BEGIN

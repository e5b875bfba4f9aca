//! Probe error taxonomy.
//!
//! Per-target failures never leave a step. They are rendered through
//! [`ProbeError::describe`] into the `Error: ...` diagnostics stored in service
//! descriptions and step logs, which later steps use to decide what to re-probe.

use std::time::Duration;
use thiserror::Error;

/// Errors raised while probing a single target.
#[derive(Debug, Error)]
pub enum ProbeError {
    /// The operation did not finish within its deadline
    #[error("Timeout {operation} after {}ms", after.as_millis())]
    Timeout {
        operation: &'static str,
        after: Duration,
    },

    /// The remote end actively refused the connection
    #[error("Connection refused")]
    ConnectionRefused,

    /// The remote end accepted the request but sent nothing back
    #[error("No response")]
    NoResponse,

    /// TLS handshake or session failure
    #[error("TLS failure: {0}")]
    Tls(String),

    /// The response did not match the expected wire format
    #[error("Malformed response: {0}")]
    Protocol(String),

    /// An external system command could not be run
    #[error("Command failed: {0}")]
    Command(String),

    #[error(transparent)]
    Io(#[from] std::io::Error),
}

impl ProbeError {
    pub fn timeout(operation: &'static str, after: Duration) -> Self {
        ProbeError::Timeout { operation, after }
    }

    /// Map a connect error, keeping refusals distinct from other I/O failures.
    pub fn from_connect(err: std::io::Error) -> Self {
        if err.kind() == std::io::ErrorKind::ConnectionRefused {
            ProbeError::ConnectionRefused
        } else {
            ProbeError::Io(err)
        }
    }

    /// Render the diagnostic stored in descriptions and logs.
    pub fn describe(&self, context: &str) -> String {
        format!("Error: {}: {}", context, self)
    }

    pub fn is_timeout(&self) -> bool {
        matches!(self, ProbeError::Timeout { .. })
    }
}

/// True when a description is a diagnostic left by a failed probe.
pub fn is_error_text(text: &str) -> bool {
    text.trim_start()
        .get(..5)
        .is_some_and(|head| head.eq_ignore_ascii_case("error"))
}
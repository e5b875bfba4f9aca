//! Sequential pipeline over the probe steps.
//!
//! Steps run one at a time in a fixed order. Each is started with the inputs
//! its [`TargetScope`] asks for and polled until it reports completion; the
//! shared [`HostRegistry`] carries results from one step to the next.

use crate::config::{PipelineSettings, ScanConfig};
use crate::inventory::{Host, HostRegistry};
use crate::scanner::{
    ArpSource, ArpTableStep, DnsLookupStep, HttpFingerprintStep, InferenceStep, MdnsStep,
    MsrpcStep, NetBiosStep, PingSweepStep, PortScanStep, ProbeStep, TargetScope,
};
use anyhow::{Result, bail};
use chrono::{DateTime, Utc};
use serde::Serialize;
use std::sync::Arc;
use std::time::{Duration, Instant};

/// Snapshot reported to the caller while a step runs.
#[derive(Debug, Clone, Serialize)]
pub struct PipelineProgress {
    /// Zero-based position of the running step.
    pub step_index: usize,
    pub step_count: usize,
    pub step_name: String,
    pub message: String,
    /// 0-100 within the running step.
    pub step_percent: u8,
    /// 0-100 across the whole pipeline.
    pub overall_percent: u8,
}

pub type ProgressCallback = Box<dyn Fn(PipelineProgress) + Send + Sync>;

#[derive(Debug, Clone, Serialize)]
pub struct StepReport {
    pub name: String,
    pub elapsed_ms: u64,
    pub log: String,
}

impl StepReport {
    pub fn elapsed(&self) -> Duration {
        Duration::from_millis(self.elapsed_ms)
    }
}

/// Result of a full run.
#[derive(Debug, Clone, Serialize)]
pub struct PipelineSummary {
    pub hosts: Vec<Host>,
    pub started_at: DateTime<Utc>,
    pub finished_at: DateTime<Utc>,
    pub steps: Vec<StepReport>,
}

impl PipelineSummary {
    pub fn duration(&self) -> chrono::Duration {
        self.finished_at - self.started_at
    }
}

fn normalize(name: &str) -> String {
    name.chars()
        .filter(|c| c.is_ascii_alphanumeric())
        .map(|c| c.to_ascii_lowercase())
        .collect()
}

/// True when `requested` names `step`, ignoring case and punctuation.
/// A prefix such as `mdns` or `port` is enough.
pub fn step_matches(step: &str, requested: &str) -> bool {
    let requested = normalize(requested);
    !requested.is_empty() && normalize(step).starts_with(&requested)
}

pub struct PipelineRunner {
    registry: Arc<HostRegistry>,
    settings: PipelineSettings,
    steps: Vec<Box<dyn ProbeStep>>,
}

impl PipelineRunner {
    /// An empty pipeline over `registry`.
    pub fn new(registry: Arc<HostRegistry>, settings: PipelineSettings) -> Self {
        Self {
            registry,
            settings,
            steps: Vec::new(),
        }
    }

    /// The standard step order over a fresh registry.
    pub fn with_default_steps(config: &ScanConfig) -> Self {
        Self::with_registry(config, Arc::new(HostRegistry::new()))
    }

    /// The standard step order over an existing registry (e.g. a loaded inventory).
    pub fn with_registry(config: &ScanConfig, registry: Arc<HostRegistry>) -> Self {
        let r = &registry;
        let steps: Vec<Box<dyn ProbeStep>> = vec![
            Box::new(PingSweepStep::new(r.clone(), config.ping.clone())),
            Box::new(ArpTableStep::new(r.clone(), ArpSource::System)),
            Box::new(MdnsStep::new(r.clone(), config.mdns.clone())),
            Box::new(DnsLookupStep::new(r.clone(), config.dns.clone())),
            Box::new(PortScanStep::new(r.clone(), config.ports.clone())),
            Box::new(HttpFingerprintStep::new(r.clone(), config.http.clone())),
            Box::new(NetBiosStep::new(r.clone(), config.netbios.clone())),
            Box::new(MsrpcStep::new(r.clone(), config.msrpc.clone())),
            Box::new(InferenceStep::new(r.clone())),
        ];
        let mut runner = Self::new(registry, config.pipeline.clone());
        runner.steps = steps;
        runner
    }

    pub fn add_step(mut self, step: Box<dyn ProbeStep>) -> Self {
        self.steps.push(step);
        self
    }

    /// Drop the named steps. Unknown names are an error.
    pub fn skip(mut self, names: &[String]) -> Result<Self> {
        for name in names {
            if !self.steps.iter().any(|s| step_matches(s.name(), name)) {
                bail!(
                    "Unknown step '{}'. Available steps: {}",
                    name,
                    self.step_names().join(", ")
                );
            }
            self.steps.retain(|s| !step_matches(s.name(), name));
            tracing::info!("Skipping step '{}'", name);
        }
        Ok(self)
    }

    pub fn registry(&self) -> Arc<HostRegistry> {
        self.registry.clone()
    }

    pub fn steps(&self) -> &[Box<dyn ProbeStep>] {
        &self.steps
    }

    pub fn step_names(&self) -> Vec<&'static str> {
        self.steps.iter().map(|s| s.name()).collect()
    }

    /// Run every step in order. Steps start only once, so a runner is single-use.
    pub async fn run(
        &self,
        targets: Vec<String>,
        on_progress: Option<ProgressCallback>,
    ) -> Result<PipelineSummary> {
        if targets.is_empty() {
            bail!("No target addresses to scan");
        }

        let started_at = Utc::now();
        let step_count = self.steps.len();
        let report = |index: usize, step: &dyn ProbeStep| {
            if let Some(callback) = &on_progress {
                let step_fraction = step.progress_percentage().clamp(0.0, 1.0);
                let overall = (index as f64 + step_fraction) / step_count.max(1) as f64;
                callback(PipelineProgress {
                    step_index: index,
                    step_count,
                    step_name: step.name().to_string(),
                    message: step.progress_message(),
                    step_percent: (step_fraction * 100.0).round() as u8,
                    overall_percent: (overall * 100.0).round() as u8,
                });
            }
        };

        tracing::info!(
            "Starting pipeline: {} steps over {} targets",
            step_count,
            targets.len()
        );

        let mut reports = Vec::with_capacity(step_count);
        for (index, step) in self.steps.iter().enumerate() {
            let inputs = match step.target_scope() {
                TargetScope::Candidates => targets.clone(),
                TargetScope::OnlineHosts => self.registry.online_addresses(),
                TargetScope::Registry => Vec::new(),
            };

            let began = Instant::now();
            step.start(inputs);
            while !step.is_completed() {
                report(index, step.as_ref());
                tokio::time::sleep(self.settings.poll_interval()).await;
            }
            report(index, step.as_ref());

            let elapsed = began.elapsed();
            tracing::info!(
                "{} finished in {:.1}s: {}",
                step.name(),
                elapsed.as_secs_f64(),
                step.progress_message()
            );
            reports.push(StepReport {
                name: step.name().to_string(),
                elapsed_ms: elapsed.as_millis() as u64,
                log: step.progress_log(),
            });
        }

        let hosts = self.registry.snapshot();
        tracing::info!("Pipeline complete: {} hosts in inventory", hosts.len());
        Ok(PipelineSummary {
            hosts,
            started_at,
            finished_at: Utc::now(),
            steps: reports,
        })
    }
}
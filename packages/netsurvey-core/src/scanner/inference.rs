//! Heuristic OS and vendor inference over everything already known about a host.

use super::{ProbeStep, StepProgress, StepState, TargetScope, spawn_sweep};
use crate::inventory::{Host, HostField, HostRegistry};
use regex::Regex;
use std::sync::{Arc, LazyLock};

const LINUX_DISTROS: &[(&str, &str)] = &[
    ("debian", "Debian"),
    ("ubuntu", "Ubuntu"),
    ("centos", "CentOS"),
    ("alma", "AlmaLinux"),
    ("red hat", "Red Hat"),
    ("fedora", "Fedora"),
];

static HP_WORD: LazyLock<Regex> =
    LazyLock::new(|| Regex::new(r"\bhp\b").expect("valid HP word pattern"));

/// Field assignments derived for one host. Later rules win over earlier ones.
#[derive(Debug, Default, Clone, PartialEq, Eq)]
pub struct Inference {
    pub operating_system: Option<&'static str>,
    pub operating_system_version: Option<&'static str>,
    pub manufacturer: Option<&'static str>,
}

impl Inference {
    pub fn is_empty(&self) -> bool {
        self == &Inference::default()
    }

    fn apply(&self, host: &mut Host) {
        if let Some(os) = self.operating_system {
            host.set_field(HostField::OperatingSystem, os);
        }
        if let Some(version) = self.operating_system_version {
            host.set_field(HostField::OperatingSystemVersion, version);
        }
        if let Some(manufacturer) = self.manufacturer {
            host.set_field(HostField::Manufacturer, manufacturer);
        }
    }
}

/// Run the rule list over the host's lowercased JSON form.
pub fn infer(host: &Host) -> Result<Inference, serde_json::Error> {
    let text = serde_json::to_string(host)?.to_lowercase();
    let mut found = Inference::default();

    if host.has_service_on(&[135])
        || ["windows", "iis", "microsoft"].iter().any(|k| text.contains(k))
    {
        found.operating_system = Some("Windows");
    }

    let distro = LINUX_DISTROS
        .iter()
        .find(|(needle, _)| text.contains(needle))
        .map(|(_, name)| *name);
    if distro.is_some() || text.contains("linux") {
        found.operating_system = Some("Linux");
        if distro.is_some() {
            found.operating_system_version = distro;
        }
    }

    if text.contains("cisco") || text.contains(" ios ") {
        found.operating_system = Some("Cisco IOS");
        found.manufacturer = Some("Cisco");
    }

    if HP_WORD.is_match(&text) || text.contains("hewlett") {
        found.manufacturer = Some("HP");
    }

    Ok(found)
}

pub struct InferenceStep {
    registry: Arc<HostRegistry>,
    state: StepState,
}

impl InferenceStep {
    pub fn new(registry: Arc<HostRegistry>) -> Self {
        Self {
            registry,
            state: StepState::default(),
        }
    }
}

impl ProbeStep for InferenceStep {
    fn name(&self) -> &'static str {
        "OS/Vendor Inference"
    }

    fn description(&self) -> &'static str {
        "Infers operating system and manufacturer from the collected service data."
    }

    fn target_scope(&self) -> TargetScope {
        TargetScope::Registry
    }

    fn start(&self, _targets: Vec<String>) {
        if !self.state.begin(self.name()) {
            return;
        }
        let registry = self.registry.clone();
        let progress = self.state.progress.clone();

        spawn_sweep(self.name(), progress.clone(), async move {
            let hosts = registry.snapshot();
            progress.set_total(hosts.len());
            progress.set_message(format!("Inferring platform for {} hosts...", hosts.len()));

            for host in hosts {
                infer_host(&registry, &progress, &host);
                progress.advance();
            }
            progress.finish("Inference complete");
        });
    }

    fn progress(&self) -> &StepProgress {
        &self.state.progress
    }
}

fn infer_host(registry: &HostRegistry, log: &StepProgress, host: &Host) {
    let Some(ip) = host.primary_address() else {
        return;
    };
    match infer(host) {
        Ok(found) if found.is_empty() => {}
        Ok(found) => {
            registry.modify(ip, |h| found.apply(h));
            log.log(format!("{}: {:?}", host, found));
        }
        Err(e) => log.log(format!("{}: Error: serializing host: {}", host, e)),
    }
}

#[cfg(test)]
mod tests {
    use super::*;
    use crate::inventory::Service;
    use std::time::Duration;

    #[test]
    fn test_endpoint_mapper_port_means_windows() {
        let host = Host::with_address("10.0.0.1").with_service(Service::tcp(135, "msrpc", ""));
        assert_eq!(infer(&host).unwrap().operating_system, Some("Windows"));
    }

    #[test]
    fn test_distro_sets_linux_and_version() {
        let host = Host::with_address("10.0.0.2").with_service(Service::tcp(
            22,
            "ssh",
            "SSH-2.0-OpenSSH_8.2p1 Ubuntu-4ubuntu0.5",
        ));
        let found = infer(&host).unwrap();
        assert_eq!(found.operating_system, Some("Linux"));
        assert_eq!(found.operating_system_version, Some("Ubuntu"));
    }

    #[test]
    fn test_later_rules_overwrite_earlier() {
        let host = Host::with_address("10.0.0.3").with_service(Service::tcp(
            23,
            "telnet",
            "Cisco IOS Software, Microsoft compatible",
        ));
        let found = infer(&host).unwrap();
        assert_eq!(found.operating_system, Some("Cisco IOS"));
        assert_eq!(found.manufacturer, Some("Cisco"));
    }

    #[test]
    fn test_hp_needs_a_whole_word() {
        let printer = Host::with_address("10.0.0.4").with_service(Service::tcp(80, "http", "Server: HP HTTP Server"));
        assert_eq!(infer(&printer).unwrap().manufacturer, Some("HP"));

        let php = Host::with_address("10.0.0.5").with_service(Service::tcp(80, "http", "X-Powered-By: PHP/8.1"));
        assert!(infer(&php).unwrap().is_empty());
    }

    #[tokio::test]
    async fn test_step_overwrites_existing_fields() {
        let registry = Arc::new(HostRegistry::new());
        let mut host = Host::with_address("10.0.0.6")
            .with_service(Service::tcp(80, "http", "Server: Microsoft-IIS/10.0"));
        host.operating_system = Some("Something".into());
        registry.upsert(host);
        registry.upsert(Host::with_address("10.0.0.7"));

        let step = InferenceStep::new(registry.clone());
        step.start(Vec::new());
        while !step.is_completed() {
            tokio::time::sleep(Duration::from_millis(5)).await;
        }

        let host = registry.find_by_address("10.0.0.6").unwrap();
        assert_eq!(host.operating_system.as_deref(), Some("Windows"));
        assert_eq!(step.progress().processed(), 2);
        assert!(registry.find_by_address("10.0.0.7").unwrap().operating_system.is_none());
    }
}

END

◆ Work to be completed
Where a line above contains the word "Unknown", show that line.

◆ Task solution
    /// Drop the named steps. Unknown names are an error.
                    "Unknown step '{}'. Available steps: {}",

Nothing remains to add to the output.